Modeling stage of the Team Data Science Process lifecycle
This article outlines the goals, tasks, and deliverables associated with the modeling stage of the Team Data Science Process (TDSP). This process provides a recommended lifecycle that you can use to structure your data-science projects. The lifecycle outlines the major stages that projects typically execute, often iteratively:
- Business understanding
- Data acquisition and understanding
- Customer acceptance
Here is a visual representation of the TDSP lifecycle:
- Determine the optimal data features for the machine-learning model.
- Create an informative machine-learning model that predicts the target most accurately.
- Create a machine-learning model that's suitable for production.
How to do it
There are three main tasks addressed in this stage:
- Feature engineering: Create data features from the raw data to facilitate model training.
- Model training: Find the model that answers the question most accurately by comparing their success metrics.
- Determine if your model is suitable for production.
Feature engineering involves the inclusion, aggregation, and transformation of raw variables to create the features used in the analysis.
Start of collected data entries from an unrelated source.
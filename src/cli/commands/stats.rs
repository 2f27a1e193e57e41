use anyhow::{Context, Result};
use console::style;
use serde_json::Value;

use crate::config::Config;
use crate::minister::COMBINED_INDEX_FILE;

pub async fn run() -> Result<()> {
    let config = Config::load().context("Failed to load configuration")?;

    let index_path = config.data_root.join(COMBINED_INDEX_FILE);
    if !index_path.exists() {
        println!("{}", style("No combined index yet. Ingest some books first.").yellow());
        return Ok(());
    }

    let index: Value = serde_json::from_str(&std::fs::read_to_string(&index_path)?)
        .context("Combined index is not valid JSON")?;

    println!();
    println!("{}", style(" Combined Index ").bold().reverse());
    println!();
    println!(
        "Domains with data: {}",
        style(index["metadata"]["total_domains"].as_u64().unwrap_or(0)).green().bold()
    );
    println!(
        "Total entries:     {}",
        style(index["metadata"]["total_entries"].as_u64().unwrap_or(0)).green().bold()
    );
    println!();

    if let Some(stats) = index["domain_statistics"].as_object() {
        for (domain, info) in stats {
            println!(
                "  {} {:<12} {:>6} entries  (updated {})",
                style("•").cyan(),
                domain,
                info["total_entries"].as_u64().unwrap_or(0),
                info["last_updated"].as_str().unwrap_or("never"),
            );
        }
    }

    Ok(())
}
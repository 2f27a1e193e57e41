//! Doctrine normalization.
//!
//! The LLM is asked for canonical record shapes but routinely returns bare
//! strings, objects with missing keys, or domain entries wrapped in
//! `{"name": ...}`. Everything is coerced here into the canonical types;
//! normalization is idempotent.

use std::collections::BTreeSet;
use std::sync::LazyLock;

use regex::Regex;
use serde::Deserialize;
use serde_json::Value;
use tracing::debug;

use super::{Claim, Doctrine, Principle, Rule, Warning};
use crate::domain::{infer_domains, Domain};
use crate::segment::Chapter;
use crate::text::sha256_hex;

/// Maximum domains per chapter.
pub const MAX_DOMAINS: usize = 3;

static THEN_SPLIT: LazyLock<Regex> =
    LazyLock::new(|| Regex::new(r"(?i)\bTHEN\b").expect("static regex"));

/// One chunk's worth of LLM output. Missing keys deserialize to empty lists.
#[derive(Debug, Default, Deserialize)]
pub struct ChunkDoctrine {
    #[serde(default)]
    pub domains: Vec<Value>,
    #[serde(default)]
    pub principles: Vec<RawPrinciple>,
    #[serde(default)]
    pub rules: Vec<RawRule>,
    #[serde(default)]
    pub claims: Vec<RawClaim>,
    #[serde(default)]
    pub warnings: Vec<RawWarning>,
}

#[derive(Debug, Deserialize)]
#[serde(untagged)]
pub enum RawPrinciple {
    Record {
        #[serde(default)]
        id: Option<String>,
        statement: String,
        #[serde(default)]
        abstracted_from: Option<String>,
    },
    Text(String),
}

#[derive(Debug, Deserialize)]
#[serde(untagged)]
pub enum RawRule {
    Record {
        #[serde(default)]
        condition: String,
        action: String,
    },
    Text(String),
}

#[derive(Debug, Deserialize)]
#[serde(untagged)]
pub enum RawClaim {
    Record {
        claim: String,
        #[serde(default)]
        confidence: Option<String>,
    },
    Text(String),
}

#[derive(Debug, Deserialize)]
#[serde(untagged)]
pub enum RawWarning {
    Record {
        situation: String,
        #[serde(default)]
        risk: Option<String>,
    },
    Text(String),
}

impl From<RawPrinciple> for Principle {
    fn from(raw: RawPrinciple) -> Self {
        match raw {
            RawPrinciple::Record {
                id,
                statement,
                abstracted_from,
            } => Principle {
                id: id.unwrap_or_else(|| sha256_hex(&statement)),
                statement,
                abstracted_from,
            },
            RawPrinciple::Text(statement) => Principle {
                id: sha256_hex(&statement),
                statement,
                abstracted_from: None,
            },
        }
    }
}

impl From<RawRule> for Rule {
    fn from(raw: RawRule) -> Self {
        match raw {
            RawRule::Record { condition, action } => Rule { condition, action },
            RawRule::Text(text) => {
                // A bare rule string splits around a case-insensitive THEN.
                let parts: Vec<&str> = THEN_SPLIT.splitn(&text, 2).collect();
                if parts.len() == 2 {
                    Rule {
                        condition: strip_if_prefix(parts[0].trim()).to_string(),
                        action: parts[1].trim().to_string(),
                    }
                } else {
                    Rule {
                        condition: String::new(),
                        action: text,
                    }
                }
            }
        }
    }
}

fn strip_if_prefix(s: &str) -> &str {
    match s.get(..3) {
        Some(prefix) if prefix.eq_ignore_ascii_case("if ") => s[3..].trim_start(),
        _ => s,
    }
}

impl From<RawClaim> for Claim {
    fn from(raw: RawClaim) -> Self {
        match raw {
            RawClaim::Record { claim, confidence } => Claim { claim, confidence },
            RawClaim::Text(claim) => Claim {
                claim,
                confidence: None,
            },
        }
    }
}

impl From<RawWarning> for Warning {
    fn from(raw: RawWarning) -> Self {
        match raw {
            RawWarning::Record { situation, risk } => Warning { situation, risk },
            RawWarning::Text(situation) => Warning {
                situation,
                risk: None,
            },
        }
    }
}

/// Parse a domain entry from LLM output. Accepts `"strategy"` and
/// `{"name": "strategy"}`; anything outside the whitelist is dropped.
fn parse_domain_value(value: &Value) -> Option<Domain> {
    let name = match value {
        Value::String(s) => s.as_str(),
        Value::Object(map) => map.get("name").and_then(|v| v.as_str())?,
        _ => return None,
    };
    match Domain::parse(name) {
        Ok(d) => Some(d),
        Err(_) => {
            debug!("dropping non-whitelisted domain from LLM output: {name}");
            None
        }
    }
}

/// Aggregate parsed chunk outputs into a chapter doctrine.
pub fn from_chunks(chapter: &Chapter, chunk_values: &[Value]) -> Doctrine {
    let mut domains: BTreeSet<Domain> = BTreeSet::new();
    let mut doctrine = Doctrine::empty(chapter.chapter_index, chapter.chapter_title.clone());

    for value in chunk_values {
        let chunk: ChunkDoctrine = match serde_json::from_value(value.clone()) {
            Ok(c) => c,
            Err(e) => {
                debug!("skipping malformed chunk parse: {e}");
                continue;
            }
        };

        domains.extend(chunk.domains.iter().filter_map(parse_domain_value));
        doctrine
            .principles
            .extend(chunk.principles.into_iter().map(Principle::from));
        doctrine.rules.extend(chunk.rules.into_iter().map(Rule::from));
        doctrine.claims.extend(chunk.claims.into_iter().map(Claim::from));
        doctrine
            .warnings
            .extend(chunk.warnings.into_iter().map(Warning::from));
    }

    doctrine.domains = domains.into_iter().take(MAX_DOMAINS).collect();
    normalize(doctrine, &chapter.raw_text)
}

/// Normalize a doctrine: fill missing principle ids, deduplicate every
/// collection preserving first occurrence, and infer domains from the
/// chapter text when the LLM returned none. Idempotent.
pub fn normalize(mut doctrine: Doctrine, raw_text: &str) -> Doctrine {
    for principle in &mut doctrine.principles {
        if principle.id.is_empty() {
            principle.id = sha256_hex(&principle.statement);
        }
    }

    doctrine.principles = dedupe(doctrine.principles);
    doctrine.rules = dedupe(doctrine.rules);
    doctrine.claims = dedupe(doctrine.claims);
    doctrine.warnings = dedupe(doctrine.warnings);

    doctrine.domains.sort();
    doctrine.domains.dedup();
    doctrine.domains.truncate(MAX_DOMAINS);
    if doctrine.domains.is_empty() {
        doctrine.domains = infer_domains(raw_text, MAX_DOMAINS);
    }

    doctrine
}

/// Deterministic order-preserving dedup; the key is the record's canonical
/// JSON encoding.
fn dedupe<T: serde::Serialize>(items: Vec<T>) -> Vec<T> {
    let mut seen = BTreeSet::new();
    let mut out = Vec::with_capacity(items.len());
    for item in items {
        let key = serde_json::to_string(&item).unwrap_or_default();
        if seen.insert(key) {
            out.push(item);
        }
    }
    out
}

#[cfg(test)]
mod tests {
    use super::*;
    use serde_json::json;

    fn chapter(text: &str) -> Chapter {
        Chapter {
            chapter_index: 1,
            chapter_id: sha256_hex(text),
            chapter_title: None,
            raw_text: text.to_string(),
        }
    }

    #[test]
    fn test_bare_principle_string_coerced() {
        let p: Principle = RawPrinciple::Text("Act decisively".into()).into();
        assert_eq!(p.statement, "Act decisively");
        assert_eq!(p.id, sha256_hex("Act decisively"));
        assert!(p.abstracted_from.is_none());
    }

    #[test]
    fn test_bare_rule_splits_on_then() {
        let r: Rule = RawRule::Text("IF the enemy retreats THEN consolidate gains".into()).into();
        assert_eq!(r.condition, "the enemy retreats");
        assert_eq!(r.action, "consolidate gains");
    }

    #[test]
    fn test_bare_rule_then_case_insensitive() {
        let r: Rule = RawRule::Text("when supply runs low then ration".into()).into();
        assert_eq!(r.condition, "when supply runs low");
        assert_eq!(r.action, "ration");
    }

    #[test]
    fn test_bare_rule_without_then() {
        let r: Rule = RawRule::Text("always scout ahead".into()).into();
        assert_eq!(r.condition, "");
        assert_eq!(r.action, "always scout ahead");
    }

    #[test]
    fn test_bare_claim_and_warning() {
        let c: Claim = RawClaim::Text("morale decides battles".into()).into();
        assert_eq!(c.claim, "morale decides battles");
        assert!(c.confidence.is_none());

        let w: Warning = RawWarning::Text("overextension".into()).into();
        assert_eq!(w.situation, "overextension");
        assert!(w.risk.is_none());
    }

    #[test]
    fn test_chunk_missing_keys_default_empty() {
        let chunk: ChunkDoctrine = serde_json::from_value(json!({"domains": ["risk"]})).unwrap();
        assert!(chunk.principles.is_empty());
        assert!(chunk.rules.is_empty());
        assert_eq!(chunk.domains.len(), 1);
    }

    #[test]
    fn test_domain_object_form_accepted() {
        assert_eq!(
            parse_domain_value(&json!({"name": "power"})),
            Some(Domain::Power)
        );
        assert_eq!(parse_domain_value(&json!("timing")), Some(Domain::Timing));
        assert_eq!(parse_domain_value(&json!("astrology")), None);
        assert_eq!(parse_domain_value(&json!(42)), None);
    }

    #[test]
    fn test_from_chunks_aggregates_and_dedupes() {
        let ch = chapter("some chapter text");
        let chunks = vec![
            json!({
                "domains": ["strategy"],
                "principles": ["Hold the high ground"],
                "rules": [{"condition": "outnumbered", "action": "withdraw"}]
            }),
            json!({
                "domains": ["strategy", "risk"],
                "principles": ["Hold the high ground"],
                "claims": ["speed beats size"]
            }),
        ];

        let doctrine = from_chunks(&ch, &chunks);
        assert_eq!(doctrine.principles.len(), 1);
        assert_eq!(doctrine.rules.len(), 1);
        assert_eq!(doctrine.claims.len(), 1);
        assert_eq!(doctrine.domains, vec![Domain::Risk, Domain::Strategy]);
    }

    #[test]
    fn test_from_chunks_caps_domains() {
        let ch = chapter("text");
        let chunks = vec![json!({
            "domains": ["strategy", "risk", "power", "timing", "truth"]
        })];
        let doctrine = from_chunks(&ch, &chunks);
        assert_eq!(doctrine.domains.len(), MAX_DOMAINS);
    }

    #[test]
    fn test_empty_domains_inferred_from_text() {
        let ch = chapter("the risk of battle against a stronger enemy");
        let doctrine = from_chunks(&ch, &[json!({"principles": ["p"]})]);
        assert!(!doctrine.domains.is_empty());
    }

    #[test]
    fn test_inference_defaults_to_strategy() {
        let ch = chapter("lorem ipsum dolor");
        let doctrine = from_chunks(&ch, &[json!({})]);
        assert_eq!(doctrine.domains, vec![Domain::Strategy]);
    }

    #[test]
    fn test_normalize_idempotent() {
        let ch = chapter("the strategy of conflict");
        let chunks = vec![json!({
            "domains": ["conflict"],
            "principles": ["a", "b", "a"],
            "rules": ["IF x THEN y", "plain rule"],
            "claims": [{"claim": "c", "confidence": "high"}],
            "warnings": ["w"]
        })];
        let once = from_chunks(&ch, &chunks);
        let twice = normalize(once.clone(), &ch.raw_text);

        assert_eq!(
            serde_json::to_value(&once).unwrap(),
            serde_json::to_value(&twice).unwrap()
        );
    }

    #[test]
    fn test_dedupe_preserves_first_occurrence() {
        let items = vec![
            Claim { claim: "a".into(), confidence: Some("high".into()) },
            Claim { claim: "b".into(), confidence: None },
            Claim { claim: "a".into(), confidence: Some("high".into()) },
        ];
        let out = dedupe(items);
        assert_eq!(out.len(), 2);
        assert_eq!(out[0].claim, "a");
        assert_eq!(out[1].claim, "b");
    }

    #[test]
    fn test_malformed_chunk_skipped() {
        let ch = chapter("text about strategy");
        let chunks = vec![
            json!("not an object"),
            json!({"principles": ["kept"]}),
        ];
        let doctrine = from_chunks(&ch, &chunks);
        assert_eq!(doctrine.principles.len(), 1);
    }
}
If you want insight into what is driving a model, then you need to understand how the features relate to each other and how the machine-learning algorithms are to use those features.
This step requires a creative combination of domain expertise and the insights obtained from the data exploration step. Feature engineering is a balancing act of finding and including informative variables, but at the same time trying to avoid too many unrelated variables. Informative variables improve your result; unrelated variables introduce unnecessary noise into the model. You also need to generate these features for any new data obtained during scoring. As a result, the generation of these features can only depend on data that's available at the time of scoring.
For technical guidance on feature engineering when make use of various Azure data technologies, see Feature engineering in the data science process.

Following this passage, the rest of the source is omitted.